Back in April, our Summer Outlook called for intense warm anomalies in the Southwest, warm anomalies west of the Mississippi River and in the Northeast, and normal conditions in the Midwest and Southeast (Fig. 1). Actual anomalies are shown in Figure 2. Overall, the warmest anomalies were in the West, as was predicted. However, these warmest anomalies extended to southern Canada and into the northern Plains. The biggest miss was in Texas, where cool anomalies gripped the interior of the state. For the Midwest and Northeast, our prediction was generally in the ballpark.
El Nino / La Nina
The overarching winter indicator is the state of the Southern Oscillation Index (SOI) and its numerous derivatives….the climatic index that determines El Nino, La Nina, or Neutral conditions. We started 2021 in Neutral conditions which have consistently built towards La Nina conditions. Since the beginning of summer, we have formally been in a “La Nina Watch” situation. What this means is that climate scientists and modelers have been closely monitoring environmental conditions with the expectation that La Nina conditions will develop as we get closer to winter. As of now, there is an 80% chance that La Nina will fully develop this winter (Fig. 3). Please note that consensus is for a “weak” Nina that will likely peak in the DEC/JAN timeframe. Climate scientists indicate that there is less than a 10% chance of a “strong” Nina.
Arctic Sea Ice
The current state of Arctic sea ice coverage is shown in Figure 4. For the last 10+ years, it seems that we are entering Fall to the low side of the 30-year average. For this Fall, we are closer than usual to that lower boundary. Prior to this year’s minimum, the minimums of the last 15 years were the lowest 15 minimums since Arctic Sea Ice statistics have been tracked (beginning 1978). This year as in years past, the minimum sea ice coverage occurred in mid-September. As a matter of fact, this year, we were at the highest minimum value since 2014! Arctic sea ice will continue to build as we progress through winter. The one thing I tend to monitor during the winter season is the instantaneous slope of the line. That slope is a direct indication of the strength of the Arctic cold pool at any given time. In looking at a map of current coverage in relation to the 30-year average (Fig. 5), the North American side of the Arctic Ocean has far more coverage than the Eurasian side. We saw similar this time last year.

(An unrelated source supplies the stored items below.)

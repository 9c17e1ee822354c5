//! Logging setup for the drainmon binary
//!
//! Two layers: human-readable stderr output and a size-capped log file
//! under ~/.drainmon/logs (one rotated backup). `RUST_LOG` overrides the
//! default filter.

use crate::paths;
use anyhow::{Context, Result};
use std::fs::{self, File, OpenOptions};
use std::io::{self, Write};
use std::path::PathBuf;
use std::sync::{Arc, Mutex};
use tracing_subscriber::{layer::SubscriberExt, util::SubscriberInitExt, EnvFilter, Layer};

const DEFAULT_LOG_FILTER: &str = "drainmon=info";
const MAX_LOG_FILE_SIZE: u64 = 5 * 1024 * 1024;

/// Initialize tracing with a stderr layer and a capped file writer.
pub fn init_logging() -> Result<()> {
    let log_dir = paths::logs_dir();
    fs::create_dir_all(&log_dir)
        .with_context(|| format!("Failed to create log directory: {}", log_dir.display()))?;

    let file_writer = CappedLogWriter::open(log_dir.join("drainmon.log"))
        .context("Failed to open log file")?;

    let file_filter =
        EnvFilter::try_from_default_env().unwrap_or_else(|_| EnvFilter::new(DEFAULT_LOG_FILTER));
    let console_filter =
        EnvFilter::try_from_default_env().unwrap_or_else(|_| EnvFilter::new(DEFAULT_LOG_FILTER));

    tracing_subscriber::registry()
        .with(
            tracing_subscriber::fmt::layer()
                .with_writer(file_writer)
                .with_ansi(false)
                .with_filter(file_filter),
        )
        .with(
            tracing_subscriber::fmt::layer()
                .with_writer(std::io::stderr)
                .with_filter(console_filter),
        )
        .init();

    Ok(())
}

struct CappedFile {
    path: PathBuf,
    file: File,
    size: u64,
}

impl CappedFile {
    fn open(path: PathBuf) -> io::Result<Self> {
        let file = OpenOptions::new().create(true).append(true).open(&path)?;
        let size = file.metadata()?.len();
        Ok(Self { path, file, size })
    }

    /// Move the current file to `<name>.1` and start a fresh one.
    fn rotate(&mut self) -> io::Result<()> {
        let _ = self.file.flush();
        let backup = self.path.with_extension("log.1");
        if self.path.exists() {
            fs::rename(&self.path, backup)?;
        }
        self.file = OpenOptions::new().create(true).append(true).open(&self.path)?;
        self.size = 0;
        Ok(())
    }
}

impl Write for CappedFile {
    fn write(&mut self, buf: &[u8]) -> io::Result<usize> {
        if self.size + buf.len() as u64 > MAX_LOG_FILE_SIZE {
            self.rotate()?;
        }
        let bytes = self.file.write(buf)?;
        self.size += bytes as u64;
        Ok(bytes)
    }

    fn flush(&mut self) -> io::Result<()> {
        self.file.flush()
    }
}

/// Clonable writer handle usable as a tracing `MakeWriter`.
#[derive(Clone)]
struct CappedLogWriter {
    inner: Arc<Mutex<CappedFile>>,
}

impl CappedLogWriter {
    fn open(path: PathBuf) -> io::Result<Self> {
        Ok(Self {
            inner: Arc::new(Mutex::new(CappedFile::open(path)?)),
        })
    }
}

struct CappedLogWriterGuard {
    inner: Arc<Mutex<CappedFile>>,
}

impl<'a> tracing_subscriber::fmt::MakeWriter<'a> for CappedLogWriter {
    type Writer = CappedLogWriterGuard;

    fn make_writer(&'a self) -> Self::Writer {
        CappedLogWriterGuard {
            inner: Arc::clone(&self.inner),
        }
    }
}

impl Write for CappedLogWriterGuard {
    fn write(&mut self, buf: &[u8]) -> io::Result<usize> {
        let mut guard = self
            .inner
            .lock()
            .map_err(|_| io::Error::new(io::ErrorKind::Other, "log writer lock poisoned"))?;
        guard.write(buf)
    }

    fn flush(&mut self) -> io::Result<()> {
        let mut guard = self
            .inner
            .lock()
            .map_err(|_| io::Error::new(io::ErrorKind::Other, "log writer lock poisoned"))?;
        guard.flush()
    }
}
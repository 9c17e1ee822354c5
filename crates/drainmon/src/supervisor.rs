//! Drain supervisor
//!
//! Owns the lifecycle of one polling loop bound to one configuration
//! source. Configuration is reloaded and revalidated at the top of every
//! cycle, so edits to the config file (including a changed `job_dir`) take
//! effect on the next poll without a restart.
//!
//! Design principles:
//! - ConfigLoader and JobRunner injected, so tests run against fakes
//! - Every operation returns a typed error; only the binary decides to exit
//! - The inter-cycle sleep races a shutdown channel, so the loop can be
//!   stopped deterministically instead of killing the process

use crate::config::{ConfigLoader, DrainConfig};
use crate::error::{DrainError, Result};
use crate::job::JobRunner;
use std::path::PathBuf;
use std::time::Duration;
use tokio::sync::mpsc;
use tracing::{debug, info};

/// Supervisor configuration (plain data)
pub struct SupervisorConfig {
    /// Path of the YAML config source, re-read every cycle.
    pub config_source: PathBuf,
    /// Credentials file whose existence is required before any job runs.
    pub credentials_path: PathBuf,
}

/// Outcome of a single poll cycle.
#[derive(Debug, Clone, Copy, PartialEq, Eq)]
pub enum CycleOutcome {
    /// Sentinel was present and the drain job ran to completion.
    Drained,
    /// Sentinel was absent; nothing ran.
    Idle,
}

/// The polling supervisor. At most one drain job runs at a time because
/// the loop awaits the job before doing anything else.
pub struct DrainSupervisor<L, R> {
    supervisor_config: SupervisorConfig,
    loader: L,
    runner: R,
    config: DrainConfig,
}

impl<L: ConfigLoader, R: JobRunner> DrainSupervisor<L, R> {
    /// Load and validate configuration for the first time and verify the
    /// credentials file exists. Fail-fast: any error here means the
    /// process should never enter the polling loop.
    pub fn initialize(supervisor_config: SupervisorConfig, loader: L, runner: R) -> Result<Self> {
        let config = load_checked(&supervisor_config, &loader)?;
        Ok(Self {
            supervisor_config,
            loader,
            runner,
            config,
        })
    }

    /// The sleep between cycles, from the most recent successful reload.
    pub fn sleep_interval(&self) -> Duration {
        Duration::from_secs(self.config.sleep_time)
    }

    /// Run one poll cycle: reload config, check the sentinel, run the job
    /// if the sentinel is present.
    ///
    /// A reload failure aborts the cycle before the sentinel is ever
    /// checked; a job failure propagates without sleeping. Only "sentinel
    /// absent" is a non-error skip.
    pub async fn run_cycle(&mut self) -> Result<CycleOutcome> {
        self.config = load_checked(&self.supervisor_config, &self.loader)?;

        let sentinel = self.config.sentinel_path();
        if sentinel.is_file() {
            debug!("sentinel present: {}", sentinel.display());
            self.runner.run().await?;
            Ok(CycleOutcome::Drained)
        } else {
            info!("DRAINME file not found: {}", sentinel.display());
            Ok(CycleOutcome::Idle)
        }
    }

    /// Run the polling loop until `shutdown` fires or a cycle fails.
    ///
    /// There is no terminal state reachable through normal operation: the
    /// loop runs until shutdown is requested or an error propagates out.
    pub async fn run(mut self, mut shutdown: mpsc::Receiver<()>) -> Result<()> {
        info!("drainmon starting: watching via {}", self.supervisor_config.config_source.display());

        loop {
            self.run_cycle().await?;

            info!("sleep({})", self.config.sleep_time);
            tokio::select! {
                biased;

                _ = shutdown.recv() => {
                    info!("shutdown signal received");
                    break;
                }

                _ = tokio::time::sleep(self.sleep_interval()) => {}
            }
        }

        info!("drainmon finished");
        Ok(())
    }
}

/// One full configuration pass: load, validate, verify credentials.
///
/// The credentials check rides along with every reload, matching the
/// fail-fast contract of initialization.
fn load_checked<L: ConfigLoader>(
    supervisor_config: &SupervisorConfig,
    loader: &L,
) -> Result<DrainConfig> {
    let config = loader.load(&supervisor_config.config_source)?;
    info!("config OK: {}", supervisor_config.config_source.display());

    if !supervisor_config.credentials_path.is_file() {
        return Err(DrainError::MissingCredentials {
            path: supervisor_config.credentials_path.clone(),
        });
    }
    Ok(config)
}

#[cfg(test)]
mod tests {
    use super::*;
    use async_trait::async_trait;
    use std::path::Path;
    use std::sync::atomic::{AtomicUsize, Ordering};
    use std::sync::Arc;
    use tempfile::TempDir;

    /// ConfigLoader backed by a closure.
    struct FnLoader<F>(F);

    impl<F> ConfigLoader for FnLoader<F>
    where
        F: Fn(&Path) -> Result<DrainConfig> + Send + Sync,
    {
        fn load(&self, source: &Path) -> Result<DrainConfig> {
            (self.0)(source)
        }
    }

    /// JobRunner that counts invocations and optionally fails.
    #[derive(Clone, Default)]
    struct FakeRunner {
        calls: Arc<AtomicUsize>,
        fail: bool,
    }

    #[async_trait]
    impl JobRunner for FakeRunner {
        async fn run(&self) -> Result<()> {
            self.calls.fetch_add(1, Ordering::SeqCst);
            if self.fail {
                Err(DrainError::Job("drain job exploded".to_string()))
            } else {
                Ok(())
            }
        }
    }

    /// Scratch home with a credentials file plus a job directory.
    struct Fixture {
        home: TempDir,
        job_dir: PathBuf,
    }

    impl Fixture {
        fn new() -> Self {
            let home = TempDir::new().unwrap();
            std::fs::write(home.path().join(".ias3cfg"), "access = secret\n").unwrap();
            let job_dir = home.path().join("jobs");
            std::fs::create_dir(&job_dir).unwrap();
            Self { home, job_dir }
        }

        fn supervisor_config(&self) -> SupervisorConfig {
            SupervisorConfig {
                config_source: self.home.path().join("drainmon.yml"),
                credentials_path: self.home.path().join(".ias3cfg"),
            }
        }

        fn config(&self) -> DrainConfig {
            DrainConfig {
                job_dir: self.job_dir.clone(),
                sleep_time: 5,
            }
        }

        fn drop_sentinel(&self) {
            std::fs::write(self.job_dir.join("DRAINME"), "").unwrap();
        }
    }

    fn static_loader(config: DrainConfig) -> impl ConfigLoader {
        FnLoader(move |_: &Path| Ok(config.clone()))
    }

    #[tokio::test]
    async fn cycle_runs_job_once_when_sentinel_present() {
        let fx = Fixture::new();
        fx.drop_sentinel();
        let runner = FakeRunner::default();
        let mut sup =
            DrainSupervisor::initialize(fx.supervisor_config(), static_loader(fx.config()), runner.clone())
                .unwrap();

        let outcome = sup.run_cycle().await.unwrap();
        assert_eq!(outcome, CycleOutcome::Drained);
        assert_eq!(runner.calls.load(Ordering::SeqCst), 1);
    }

    #[tokio::test]
    async fn cycle_skips_job_when_sentinel_absent() {
        let fx = Fixture::new();
        let runner = FakeRunner::default();
        let mut sup =
            DrainSupervisor::initialize(fx.supervisor_config(), static_loader(fx.config()), runner.clone())
                .unwrap();

        let outcome = sup.run_cycle().await.unwrap();
        assert_eq!(outcome, CycleOutcome::Idle);
        assert_eq!(runner.calls.load(Ordering::SeqCst), 0);
    }

    #[tokio::test]
    async fn missing_credentials_fails_initialization_before_any_job() {
        let fx = Fixture::new();
        fx.drop_sentinel();
        let mut supervisor_config = fx.supervisor_config();
        supervisor_config.credentials_path = fx.home.path().join("no-such-file");
        let runner = FakeRunner::default();

        let err = DrainSupervisor::initialize(
            supervisor_config,
            static_loader(fx.config()),
            runner.clone(),
        )
        .err()
        .unwrap();

        assert!(matches!(err, DrainError::MissingCredentials { .. }), "got {err:?}");
        assert_eq!(runner.calls.load(Ordering::SeqCst), 0);
    }

    #[tokio::test]
    async fn credentials_vanishing_mid_run_aborts_the_cycle() {
        let fx = Fixture::new();
        fx.drop_sentinel();
        let runner = FakeRunner::default();
        let mut sup =
            DrainSupervisor::initialize(fx.supervisor_config(), static_loader(fx.config()), runner.clone())
                .unwrap();

        std::fs::remove_file(fx.home.path().join(".ias3cfg")).unwrap();

        let err = sup.run_cycle().await.unwrap_err();
        assert!(matches!(err, DrainError::MissingCredentials { .. }), "got {err:?}");
        assert_eq!(runner.calls.load(Ordering::SeqCst), 0);
    }

    #[tokio::test]
    async fn reload_failure_aborts_before_sentinel_check() {
        let fx = Fixture::new();
        fx.drop_sentinel();
        let config = fx.config();
        let loads = Arc::new(AtomicUsize::new(0));
        let loads_in_loader = Arc::clone(&loads);
        let loader = FnLoader(move |source: &Path| {
            // First load (initialization) succeeds, reloads fail.
            if loads_in_loader.fetch_add(1, Ordering::SeqCst) == 0 {
                Ok(config.clone())
            } else {
                Err(DrainError::Validation {
                    path: source.to_path_buf(),
                    message: "missing required field 'job_dir'".to_string(),
                })
            }
        });
        let runner = FakeRunner::default();
        let mut sup = DrainSupervisor::initialize(fx.supervisor_config(), loader, runner.clone()).unwrap();

        let err = sup.run_cycle().await.unwrap_err();
        assert!(matches!(err, DrainError::Validation { .. }), "got {err:?}");
        // The sentinel was present, but the failed reload must stop the
        // cycle before the job runs.
        assert_eq!(runner.calls.load(Ordering::SeqCst), 0);
    }

    #[tokio::test]
    async fn failing_job_propagates() {
        let fx = Fixture::new();
        fx.drop_sentinel();
        let runner = FakeRunner {
            fail: true,
            ..FakeRunner::default()
        };
        let mut sup =
            DrainSupervisor::initialize(fx.supervisor_config(), static_loader(fx.config()), runner.clone())
                .unwrap();

        let err = sup.run_cycle().await.unwrap_err();
        assert!(matches!(err, DrainError::Job(_)), "got {err:?}");
        assert_eq!(runner.calls.load(Ordering::SeqCst), 1);
    }

    #[tokio::test]
    async fn job_dir_change_moves_the_sentinel_on_the_next_cycle() {
        let fx = Fixture::new();
        let second_dir = fx.home.path().join("jobs-b");
        std::fs::create_dir(&second_dir).unwrap();
        // Sentinel only exists in the second directory.
        std::fs::write(second_dir.join("DRAINME"), "").unwrap();

        let first = fx.config();
        let second = DrainConfig {
            job_dir: second_dir,
            sleep_time: 5,
        };
        let loads = Arc::new(AtomicUsize::new(0));
        let loads_in_loader = Arc::clone(&loads);
        let loader = FnLoader(move |_: &Path| {
            // Initialization and first cycle see the old job_dir.
            if loads_in_loader.fetch_add(1, Ordering::SeqCst) < 2 {
                Ok(first.clone())
            } else {
                Ok(second.clone())
            }
        });
        let runner = FakeRunner::default();
        let mut sup = DrainSupervisor::initialize(fx.supervisor_config(), loader, runner.clone()).unwrap();

        assert_eq!(sup.run_cycle().await.unwrap(), CycleOutcome::Idle);
        assert_eq!(sup.run_cycle().await.unwrap(), CycleOutcome::Drained);
        assert_eq!(runner.calls.load(Ordering::SeqCst), 1);
    }

    #[tokio::test]
    async fn run_stops_on_shutdown_after_completing_the_cycle() {
        let fx = Fixture::new();
        fx.drop_sentinel();
        let runner = FakeRunner::default();
        let sup =
            DrainSupervisor::initialize(fx.supervisor_config(), static_loader(fx.config()), runner.clone())
                .unwrap();

        let (shutdown_tx, shutdown_rx) = mpsc::channel(1);
        // Shutdown already queued: the biased select must take it instead
        // of sleeping for the full interval.
        shutdown_tx.send(()).await.unwrap();

        sup.run(shutdown_rx).await.unwrap();
        assert_eq!(runner.calls.load(Ordering::SeqCst), 1);
    }

    #[tokio::test]
    async fn run_returns_job_error_without_sleeping() {
        let fx = Fixture::new();
        fx.drop_sentinel();
        let runner = FakeRunner {
            fail: true,
            ..FakeRunner::default()
        };
        let sup =
            DrainSupervisor::initialize(fx.supervisor_config(), static_loader(fx.config()), runner.clone())
                .unwrap();

        let (_shutdown_tx, shutdown_rx) = mpsc::channel(1);
        let err = sup.run(shutdown_rx).await.unwrap_err();
        assert!(matches!(err, DrainError::Job(_)), "got {err:?}");
        assert_eq!(runner.calls.load(Ordering::SeqCst), 1);
    }
}
//! Configuration loading and validation
//!
//! The config file is YAML and carries more settings than the supervisor
//! consumes (the drain job reads the rest), so unknown keys are tolerated.
//! Parsing and validation are deliberately separate passes: an unreadable
//! or unparsable source is a `Config` error, a parsed document missing a
//! required field is a `Validation` error.

use crate::error::{DrainError, Result};
use crate::paths::SENTINEL_FILE_NAME;
use serde::Deserialize;
use std::path::{Path, PathBuf};

/// Raw deserialization target. All fields optional so presence checks
/// happen in `validate`, not inside serde.
#[derive(Debug, Deserialize)]
struct RawConfig {
    job_dir: Option<PathBuf>,
    sleep_time: Option<i64>,
}

/// Validated supervisor configuration.
///
/// Replaced wholesale on every reload cycle; never partially merged.
#[derive(Debug, Clone, PartialEq, Eq)]
pub struct DrainConfig {
    /// Directory watched for the sentinel file.
    pub job_dir: PathBuf,
    /// Seconds to sleep between poll cycles.
    pub sleep_time: u64,
}

impl DrainConfig {
    /// Path of the sentinel file for the current `job_dir`.
    pub fn sentinel_path(&self) -> PathBuf {
        self.job_dir.join(SENTINEL_FILE_NAME)
    }
}

impl RawConfig {
    fn validate(self, source: &Path) -> Result<DrainConfig> {
        let job_dir = self.job_dir.ok_or_else(|| DrainError::Validation {
            path: source.to_path_buf(),
            message: "missing required field 'job_dir'".to_string(),
        })?;
        if job_dir.as_os_str().is_empty() {
            return Err(DrainError::Validation {
                path: source.to_path_buf(),
                message: "'job_dir' must not be empty".to_string(),
            });
        }

        let sleep_time = self.sleep_time.ok_or_else(|| DrainError::Validation {
            path: source.to_path_buf(),
            message: "missing required field 'sleep_time'".to_string(),
        })?;
        if sleep_time <= 0 {
            return Err(DrainError::Validation {
                path: source.to_path_buf(),
                message: format!("'sleep_time' must be a positive number of seconds, got {sleep_time}"),
            });
        }

        Ok(DrainConfig {
            job_dir,
            sleep_time: sleep_time as u64,
        })
    }
}

/// Source of supervisor configuration, reloaded fresh on every cycle.
pub trait ConfigLoader: Send + Sync {
    /// Load and validate the configuration at `source`.
    fn load(&self, source: &Path) -> Result<DrainConfig>;
}

/// Loads configuration from a YAML file on disk.
#[derive(Debug, Default, Clone, Copy)]
pub struct YamlConfigLoader;

impl ConfigLoader for YamlConfigLoader {
    fn load(&self, source: &Path) -> Result<DrainConfig> {
        let contents = std::fs::read_to_string(source).map_err(|e| DrainError::Config {
            path: source.to_path_buf(),
            message: format!("failed to read: {e}"),
        })?;
        let raw: RawConfig = serde_yaml::from_str(&contents).map_err(|e| DrainError::Config {
            path: source.to_path_buf(),
            message: format!("failed to parse YAML: {e}"),
        })?;
        raw.validate(source)
    }
}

Soil moisture is one of the more short-term variables when coming up with a winter outlook. Outside of Extreme or Exceptional Drought categories which require sustained, longer-term precipitation to alleviate, the other drought categories can be easily eaten into with a series or two of moderate precipitation. At this point (Fig. 6), Extreme and Exceptional Drought conditions are generally west of the Rockies. This will require prolonged periods of light to moderate precipitation to alleviate. Moderate to Severe Drought conditions exist mainly in the Plains. East of the Mississippi River, soil moisture is generally at non-drought levels. In focusing on the more extreme drought areas, if cold temperatures enter the West, the lack of soil moisture could exacerbate the cold conditions, both in magnitude and longevity.
The Winter 2021/22 Outlook
Based on the conditions outlined above, POWWR’s winter (Nov-Mar) outlook is shown in Figure 7. Our analogs are showing the coldest temps being confined to the West Coast. In the northern Plains and western Mid-West, we expect to see somewhat cold anomalies. Warm anomalies are shown from New England, hugging the East Coast into Florida, and across the Gulf Coast into Texas, with normal conditions elsewhere. Additionally, analogs are showing a coldish start for Nov and Dec (especially in the Plains and Mid-West) before transitioning to a warmer outlook for Jan-Mar as the La Nina comes off its peak strength. Please keep in mind that this outlook is for the November to March period in aggregate. An overall warm location can have short-term cold events (including severe Arctic Blasts) just as an overall cold location can have short to medium term warmth. Risks to this forecast involve much colder conditions than forecast from the Plains and into the Great Lakes and New England.
NOTE:POWWR provides this information as a courtesy to enhance the risk management process and are not responsible for the accuracy of this forecast and/or actions taken as a result of this forecast information.